While I remain very optimistic about long term appreciation for real estate investors buying positive cash flowing properties in markets that possess strong economic fundamentals, I am convinced that lenders must return to the more normalized lending practice of charging an interest rate premium for investment properties for two key economic reasons:

  1. Lender Risk and Risk Adjusted Returns – while a lender who lends to a client with a strong balance sheet (broadly defined as liquid assets outside of real estate) who is buying a positive cash flowing property in a stable metropolitan area likely has little risk of default, there is still no question that there is a greater default risk than with the mortgage on someone’s principal residence. Put simply – consumers who find themselves under financial duress will default on their tenants before they compromise their own shelter. This is basic human survival, and the fact that mortgage interest rates were the same for non-owner occupied and owner-occupied borrowing has never made sense – this was an anomaly that investors like me enjoyed but knew shouldn’t have ever happened. Expect this non-owner occupied interest rate premium to return and expect lenders to scrutinize real estate investor’s non-real estate holdings at a much greater level. I fully support rental financing policy that requires $50K or more of liquid investments (cash or marketable securities) for all investment property loans.
  2. Cost of Capital Changes and Mortgage Lender Capital Reserves – with the changes to the federal mortgage default insurance guidelines (both bulk insurance and hi-ratio insurance), funding sources for investment properties have just become more expensive and there is bound to be less competition as mortgage lenders see both their cost of funds increase and funding sources decrease simultaneously. We don’t need to be financial and strategy experts to know that competition brings down prices, and that any business that sees a decrease to their profit margin in a specific segment will in time pass more of the costs to the end user or leave the segment. Real estate investment lending won’t disappear since there is a need for rental housing, but the cost of borrowing in this segment will need to adjust in the near term. Some adjustments will be short lived – but please accept that they are coming.

Another key area of concern and future rental property financing storm can be found in the Toronto and Vancouver condo markets. Condo financing has simply become too high a risk with some estimates placing pre-construction investor buying at as high as 50%. This is a potential disaster waiting to happen, in my opinion. Many of these properties do not cash flow which means that CRA could disallow the interest deduction and many of the new wave of condos closing in 2019 may not ever be able to get financing given today’s materially higher rates and significantly tougher mortgage rules. In many cases the rates these people got approved at are long expired, the mortgage rules they qualified on don’t exist, and big banks and ‘A-lenders’ have understandable pulled away. Simply put – lenders are not interested in lending to real estate investors who are overleveraged and without other assets to keep payments on track in a shifting real estate market.
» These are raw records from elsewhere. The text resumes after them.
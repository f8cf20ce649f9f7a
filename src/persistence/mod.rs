//! Continuation store
//!
//! A continuation is everything needed to pick an invocation back up after a
//! durable wait: the execution context, the next state to run, and when it
//! becomes due. Stores are keyed by analysis id.

pub mod filesystem;
pub mod memory;

use async_trait::async_trait;
use chrono::{DateTime, Utc};
use serde::{Deserialize, Serialize};
use thiserror::Error;

use crate::orchestrator::context::ExecutionContext;
use crate::orchestrator::state::OrchestratorState;
use crate::orchestrator::transition::Effect;

pub use filesystem::FileSystemContinuationStore;
pub use memory::InMemoryContinuationStore;

pub const CONTINUATION_VERSION: &str = "1.0";

#[derive(Debug, Error)]
pub enum PersistenceError {
    #[error("IO error: {0}")]
    IoError(#[from] std::io::Error),

    #[error("Serialization error: {0}")]
    SerializationError(#[from] serde_json::Error),

    #[error("Continuation corruption detected for {analysis_id}: {reason}")]
    Corruption { analysis_id: String, reason: String },

    #[error("Version mismatch: expected {expected}, found {found}")]
    VersionMismatch { expected: String, found: String },
}

#[derive(Debug, Clone, Copy, PartialEq, Eq, Serialize, Deserialize)]
#[serde(rename_all = "camelCase")]
pub enum ContinuationPhase {
    /// A step is in flight or the invocation is being driven
    Running,
    /// Parked at the wait state until `resume_at`
    Suspended,
}

#[derive(Debug, Clone, Copy, PartialEq, Eq, Serialize, Deserialize)]
#[serde(rename_all = "camelCase")]
pub enum CheckpointReason {
    Started,
    StepCompleted,
    Suspended,
    Resumed,
}

#[derive(Debug, Clone, PartialEq, Serialize, Deserialize)]
#[serde(rename_all = "camelCase")]
pub struct CheckpointMetadata {
    pub checkpoint_id: String,
    pub reason: CheckpointReason,
    pub integrity_hash: String,
    pub pid: Option<u32>,
    pub hostname: String,
}

impl CheckpointMetadata {
    fn pending() -> Self {
        Self {
            checkpoint_id: String::new(),
            reason: CheckpointReason::Started,
            integrity_hash: String::new(),
            pid: None,
            hostname: String::new(),
        }
    }

    /// Fresh metadata identifying this process and save
    pub fn capture(reason: CheckpointReason, integrity_hash: String) -> Self {
        use rand::Rng;

        Self {
            checkpoint_id: format!("{}_{}", Utc::now().timestamp(), rand::rng().random::<u32>()),
            reason,
            integrity_hash,
            pid: Some(std::process::id()),
            hostname: hostname::get()
                .unwrap_or_default()
                .to_string_lossy()
                .to_string(),
        }
    }
}

/// One executed edge of the graph
#[derive(Debug, Clone, PartialEq, Serialize, Deserialize)]
#[serde(rename_all = "camelCase")]
pub struct TransitionRecord {
    pub from: OrchestratorState,
    pub to: OrchestratorState,
    pub effect: Effect,
    pub at: DateTime<Utc>,
}

/// Persisted form of an in-flight invocation
#[derive(Debug, Clone, PartialEq, Serialize, Deserialize)]
#[serde(rename_all = "camelCase")]
pub struct Continuation {
    pub version: String,
    pub analysis_id: String,
    /// Next state to execute on resumption
    pub state: OrchestratorState,
    pub context: ExecutionContext,
    pub phase: ContinuationPhase,
    #[serde(default, skip_serializing_if = "Option::is_none")]
    pub resume_at: Option<DateTime<Utc>>,
    #[serde(default)]
    pub history: Vec<TransitionRecord>,
    #[serde(default)]
    pub poll_count: u32,
    pub checkpoint: CheckpointMetadata,
    pub created_at: DateTime<Utc>,
    pub last_persisted: DateTime<Utc>,
}

impl Continuation {
    pub fn new(context: ExecutionContext) -> Self {
        let now = Utc::now();
        Self {
            version: CONTINUATION_VERSION.to_string(),
            analysis_id: context.analysis_id.clone(),
            state: OrchestratorState::INITIAL,
            context,
            phase: ContinuationPhase::Running,
            resume_at: None,
            history: Vec::new(),
            poll_count: 0,
            checkpoint: CheckpointMetadata::pending(),
            created_at: now,
            last_persisted: now,
        }
    }

    /// Append an executed edge, dropping the oldest records beyond `max_entries`
    pub fn record_transition(
        &mut self,
        from: OrchestratorState,
        to: OrchestratorState,
        effect: Effect,
        max_entries: usize,
    ) {
        self.history.push(TransitionRecord {
            from,
            to,
            effect,
            at: Utc::now(),
        });

        if self.history.len() > max_entries {
            let excess = self.history.len() - max_entries;
            self.history.drain(0..excess);
        }
    }

    pub fn is_due(&self, now: DateTime<Utc>) -> bool {
        self.phase == ContinuationPhase::Suspended
            && self.resume_at.map(|at| at <= now).unwrap_or(true)
    }
}

/// Storage for continuations keyed by analysis id
#[async_trait]
pub trait ContinuationStore: Send + Sync {
    /// Persist the continuation, returning the new checkpoint id
    async fn save(
        &self,
        continuation: &Continuation,
        reason: CheckpointReason,
    ) -> Result<String, PersistenceError>;

    async fn load(&self, analysis_id: &str) -> Result<Option<Continuation>, PersistenceError>;

    /// Returns whether a continuation was removed
    async fn remove(&self, analysis_id: &str) -> Result<bool, PersistenceError>;

    async fn list(&self) -> Result<Vec<Continuation>, PersistenceError>;

    /// Analysis ids of suspended continuations whose resume time has passed
    async fn list_due(&self, now: DateTime<Utc>) -> Result<Vec<String>, PersistenceError> {
        let mut due: Vec<Continuation> = self
            .list()
            .await?
            .into_iter()
            .filter(|continuation| continuation.is_due(now))
            .collect();
        due.sort_by_key(|continuation| continuation.resume_at);
        Ok(due.into_iter().map(|continuation| continuation.analysis_id).collect())
    }
}

#[cfg(test)]
mod tests {
    use super::*;
    use chrono::Duration;

    #[test]
    fn test_history_is_capped() {
        let mut continuation = Continuation::new(ExecutionContext::new("a1"));
        for _ in 0..5 {
            continuation.record_transition(
                OrchestratorState::WaitForJob,
                OrchestratorState::PollJobStatus,
                Effect::Suspend,
                3,
            );
        }
        assert_eq!(continuation.history.len(), 3);
    }

    #[test]
    fn test_only_suspended_past_due_continuations_are_due() {
        let now = Utc::now();
        let mut continuation = Continuation::new(ExecutionContext::new("a1"));
        assert!(!continuation.is_due(now));

        continuation.phase = ContinuationPhase::Suspended;
        continuation.resume_at = Some(now + Duration::seconds(60));
        assert!(!continuation.is_due(now));
        assert!(continuation.is_due(now + Duration::seconds(61)));
    }
}
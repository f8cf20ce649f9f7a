// omics-runner library - durable orchestration of genomics workflow runs
// This exposes the core components for testing and integration

pub mod config;
pub mod observability;
pub mod orchestrator;
pub mod persistence;
pub mod scheduler;
pub mod services;
pub mod shutdown;
pub mod telemetry;

// Re-export key types for easy access
pub use config::{config, OmicsRunnerConfig};
pub use observability::{OperationTimer, OrchestratorMetrics, OrchestratorStats};
pub use orchestrator::{
    ExecutionContext, InvocationStatus, JobRecord, JobStatus, Orchestrator, OrchestratorError,
    OrchestratorState, Outcome,
};
pub use persistence::{
    Continuation, ContinuationStore, FileSystemContinuationStore, InMemoryContinuationStore,
};
pub use scheduler::ResumptionScheduler;
pub use shutdown::{ShutdownCoordinator, ShutdownSignal};
pub use telemetry::{
    create_orchestration_span, generate_correlation_id, init_telemetry, shutdown_telemetry,
};
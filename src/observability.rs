use std::sync::atomic::{AtomicU64, Ordering};
use std::time::Instant;
use tracing::info;

/// Counters for orchestration activity
#[derive(Debug, Default)]
pub struct OrchestratorMetrics {
    pub invocations_started: AtomicU64,
    pub suspensions: AtomicU64,
    pub resumptions: AtomicU64,
    pub jobs_submitted: AtomicU64,
    pub status_queries: AtomicU64,
    pub visualizations: AtomicU64,
    pub notifications: AtomicU64,
    pub succeeded: AtomicU64,
    pub failed: AtomicU64,
    pub errors: AtomicU64,
}

impl OrchestratorMetrics {
    pub fn new() -> Self {
        Self::default()
    }

    pub fn record_invocation(&self) {
        self.invocations_started.fetch_add(1, Ordering::Relaxed);
    }

    pub fn record_suspension(&self) {
        self.suspensions.fetch_add(1, Ordering::Relaxed);
    }

    pub fn record_resumption(&self) {
        self.resumptions.fetch_add(1, Ordering::Relaxed);
    }

    pub fn record_submission(&self) {
        self.jobs_submitted.fetch_add(1, Ordering::Relaxed);
    }

    pub fn record_status_query(&self) {
        self.status_queries.fetch_add(1, Ordering::Relaxed);
    }

    pub fn record_visualization(&self) {
        self.visualizations.fetch_add(1, Ordering::Relaxed);
    }

    pub fn record_notification(&self) {
        self.notifications.fetch_add(1, Ordering::Relaxed);
    }

    pub fn record_outcome(&self, succeeded: bool) {
        if succeeded {
            self.succeeded.fetch_add(1, Ordering::Relaxed);
        } else {
            self.failed.fetch_add(1, Ordering::Relaxed);
        }
    }

    pub fn record_error(&self) {
        self.errors.fetch_add(1, Ordering::Relaxed);
    }

    pub fn get_stats(&self) -> OrchestratorStats {
        OrchestratorStats {
            invocations_started: self.invocations_started.load(Ordering::Relaxed),
            suspensions: self.suspensions.load(Ordering::Relaxed),
            resumptions: self.resumptions.load(Ordering::Relaxed),
            jobs_submitted: self.jobs_submitted.load(Ordering::Relaxed),
            status_queries: self.status_queries.load(Ordering::Relaxed),
            visualizations: self.visualizations.load(Ordering::Relaxed),
            notifications: self.notifications.load(Ordering::Relaxed),
            succeeded: self.succeeded.load(Ordering::Relaxed),
            failed: self.failed.load(Ordering::Relaxed),
            errors: self.errors.load(Ordering::Relaxed),
        }
    }

    pub fn log_stats(&self) {
        let stats = self.get_stats();
        info!(
            invocations = stats.invocations_started,
            suspensions = stats.suspensions,
            resumptions = stats.resumptions,
            submissions = stats.jobs_submitted,
            status_queries = stats.status_queries,
            visualizations = stats.visualizations,
            notifications = stats.notifications,
            succeeded = stats.succeeded,
            failed = stats.failed,
            errors = stats.errors,
            "Orchestrator metrics"
        );
    }
}

#[derive(Debug, Clone, PartialEq, Eq)]
pub struct OrchestratorStats {
    pub invocations_started: u64,
    pub suspensions: u64,
    pub resumptions: u64,
    pub jobs_submitted: u64,
    pub status_queries: u64,
    pub visualizations: u64,
    pub notifications: u64,
    pub succeeded: u64,
    pub failed: u64,
    pub errors: u64,
}

/// Time an operation and log its duration on `finish`
pub struct OperationTimer {
    operation: String,
    start: Instant,
}

impl OperationTimer {
    pub fn new(operation: &str) -> Self {
        Self {
            operation: operation.to_string(),
            start: Instant::now(),
        }
    }

    pub fn finish(self) {
        let duration = self.start.elapsed();
        info!(
            operation = %self.operation,
            duration_ms = duration.as_millis() as u64,
            "Operation completed"
        );
    }
}

#[macro_export]
macro_rules! time_operation {
    ($operation:expr, $body:expr) => {{
        let timer = $crate::observability::OperationTimer::new($operation);
        let result = $body;
        timer.finish();
        result
    }};
}

#[cfg(test)]
mod tests {
    use super::*;

    #[test]
    fn test_counters_accumulate() {
        let metrics = OrchestratorMetrics::new();
        metrics.record_invocation();
        metrics.record_suspension();
        metrics.record_suspension();
        metrics.record_outcome(true);
        metrics.record_outcome(false);

        let stats = metrics.get_stats();
        assert_eq!(stats.invocations_started, 1);
        assert_eq!(stats.suspensions, 2);
        assert_eq!(stats.succeeded, 1);
        assert_eq!(stats.failed, 1);
    }
}
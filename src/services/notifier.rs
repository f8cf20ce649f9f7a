// Completion notices
//
// The notifier composes a localized email from the final job record and hands
// it to a mail transport. A transport failure does not fail the invocation; it
// is reported in the delivery record instead.

use async_trait::async_trait;
use serde::{Deserialize, Serialize};
use serde_json::{Map, Value};
use thiserror::Error;
use tracing::{error, info};

use crate::orchestrator::context::{EmailDelivery, JobRecord, Notification, NotificationResult};

#[derive(Debug, Clone, PartialEq, Serialize, Deserialize)]
#[serde(rename_all = "camelCase")]
pub struct NotificationRequest {
    pub analysis_id: String,
    pub job: JobRecord,
    pub notification: Notification,
}

#[derive(Debug, Error, Clone, PartialEq, Eq)]
pub enum NotifierError {
    #[error("Notification for {analysis_id} has no recipient address")]
    MissingRecipient { analysis_id: String },
}

#[cfg_attr(any(test, feature = "testing"), mockall::automock)]
#[async_trait]
pub trait Notifier: Send + Sync {
    async fn notify(
        &self,
        request: &NotificationRequest,
    ) -> Result<NotificationResult, NotifierError>;
}

#[derive(Debug, Clone, PartialEq, Eq)]
pub struct EmailMessage {
    pub sender: String,
    pub recipients: Vec<String>,
    pub subject: String,
    pub body: String,
}

/// Error reported by the mail service, kept as code + message
#[derive(Debug, Error, Clone, PartialEq, Eq)]
#[error("{code}: {message}")]
pub struct TransportError {
    pub code: String,
    pub message: String,
}

#[cfg_attr(any(test, feature = "testing"), mockall::automock)]
#[async_trait]
pub trait MailTransport: Send + Sync {
    /// Returns the message id assigned by the mail service
    async fn send(&self, message: &EmailMessage) -> Result<String, TransportError>;
}

/// Writes messages to the log instead of sending them
#[derive(Debug, Default)]
pub struct LogMailTransport;

#[async_trait]
impl MailTransport for LogMailTransport {
    async fn send(&self, message: &EmailMessage) -> Result<String, TransportError> {
        let message_id = uuid::Uuid::new_v4().to_string();
        info!(
            message_id = %message_id,
            sender = %message.sender,
            recipients = ?message.recipients,
            subject = %message.subject,
            body = %message.body,
            "Email dispatched to log transport"
        );
        Ok(message_id)
    }
}

#[derive(Debug, Clone, Copy, PartialEq, Eq)]
pub enum Language {
    English,
    Japanese,
}

impl Language {
    /// Primary subtag of the first entry, e.g. `ja` from `ja-JP,en;q=0.8`
    pub fn from_accept_language(header: Option<&str>) -> Self {
        let primary = header
            .unwrap_or_default()
            .split(';')
            .next()
            .and_then(|tags| tags.split(',').next())
            .and_then(|tag| tag.split('-').next())
            .map(|tag| tag.trim().to_ascii_lowercase())
            .unwrap_or_default();

        if primary == "ja" {
            Self::Japanese
        } else {
            Self::English
        }
    }
}

/// Build subject and body for a finished job
pub fn compose_email(
    job: &JobRecord,
    notification: &Notification,
    recipient: &str,
) -> EmailMessage {
    let language = Language::from_accept_language(notification.accept_language.as_deref());
    let origin = notification
        .frontend_origin
        .as_deref()
        .unwrap_or_default()
        .trim_end_matches('/');
    let link = format!("{origin}/#/analysis/result/{}", job.job_id);
    let display_name = job
        .name
        .as_deref()
        .filter(|name| !name.is_empty())
        .unwrap_or(job.job_id.as_str());

    let parameters = Value::Object(job.parameters.clone().unwrap_or_else(Map::new));
    let parameters = serde_json::to_string_pretty(&parameters).unwrap_or_else(|_| "{}".to_string());
    let status = job.failure_category();
    let status_message = job.status_message.as_deref().unwrap_or("N/A");

    let (subject, body) = match (job.is_error, language) {
        (false, Language::Japanese) => (
            format!("分析 '{display_name}' が完了しました"),
            format!("詳細情報: {link}\nパラメータ: {parameters}\n"),
        ),
        (false, Language::English) => (
            format!("Analysis '{display_name}' completed successfully"),
            format!("View details: {link}\nParameters: {parameters}\n"),
        ),
        (true, Language::Japanese) => (
            format!("分析 '{display_name}' が失敗しました"),
            format!(
                "詳細情報: {link}\nステータス: {status}\nステータスメッセージ: {status_message}\nパラメータ: {parameters}\n"
            ),
        ),
        (true, Language::English) => (
            format!("Analysis '{display_name}' failed"),
            format!(
                "View details: {link}\nStatus: {status}\nStatusMessage: {status_message}\nParameters: {parameters}\n"
            ),
        ),
    };

    EmailMessage {
        sender: recipient.to_string(),
        recipients: vec![recipient.to_string()],
        subject,
        body,
    }
}

/// Email notifier; the recipient also acts as sender
pub struct EmailNotifier<T> {
    transport: T,
}

impl<T: MailTransport> EmailNotifier<T> {
    pub fn new(transport: T) -> Self {
        Self { transport }
    }
}

#[async_trait]
impl<T: MailTransport> Notifier for EmailNotifier<T> {
    async fn notify(
        &self,
        request: &NotificationRequest,
    ) -> Result<NotificationResult, NotifierError> {
        let recipient = request
            .notification
            .email
            .as_deref()
            .filter(|email| !email.trim().is_empty())
            .ok_or_else(|| NotifierError::MissingRecipient {
                analysis_id: request.analysis_id.clone(),
            })?;

        let message = compose_email(&request.job, &request.notification, recipient);

        let (message_id, error, error_message) = match self.transport.send(&message).await {
            Ok(message_id) => {
                info!(
                    analysis_id = %request.analysis_id,
                    message_id = %message_id,
                    "Completion email sent"
                );
                (Some(message_id), None, None)
            }
            Err(e) => {
                error!(analysis_id = %request.analysis_id, error = %e, "Completion email failed");
                (None, Some(e.code), Some(e.message))
            }
        };

        Ok(NotificationResult {
            email: EmailDelivery {
                message_id,
                error,
                error_message,
                sender: message.sender,
                recipients: message.recipients,
                subject: message.subject,
                body: message.body,
            },
        })
    }
}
Before you finish reading this and think the sky is falling – remember every cloud has a silver lining. Every time there are credit or capital market rule changes and/or even moderate drops in real estate or equity market values, there are retail investors who panic. Never forget that panic creates market opportunities for people who remain calm and composed, and who stay informed. Cash is king in a recession and falling real estate values create a buyer’s market – which is when the smart money buy.

I have watched many of my clients and business contacts make a lot of money buying when the subprime crisis brought down equity and real estate markets in 2008 and make quick profits on the Brexit surprise swing vote, and let’s not forget the volatility we are seeing in the US Market as what some are calling ‘the worlds most watched reality TV show’ airs across global markets. It came to air in 2016 and is scheduled to air through until 2020 – it is changing global macroeconomics at an unprecedented rate.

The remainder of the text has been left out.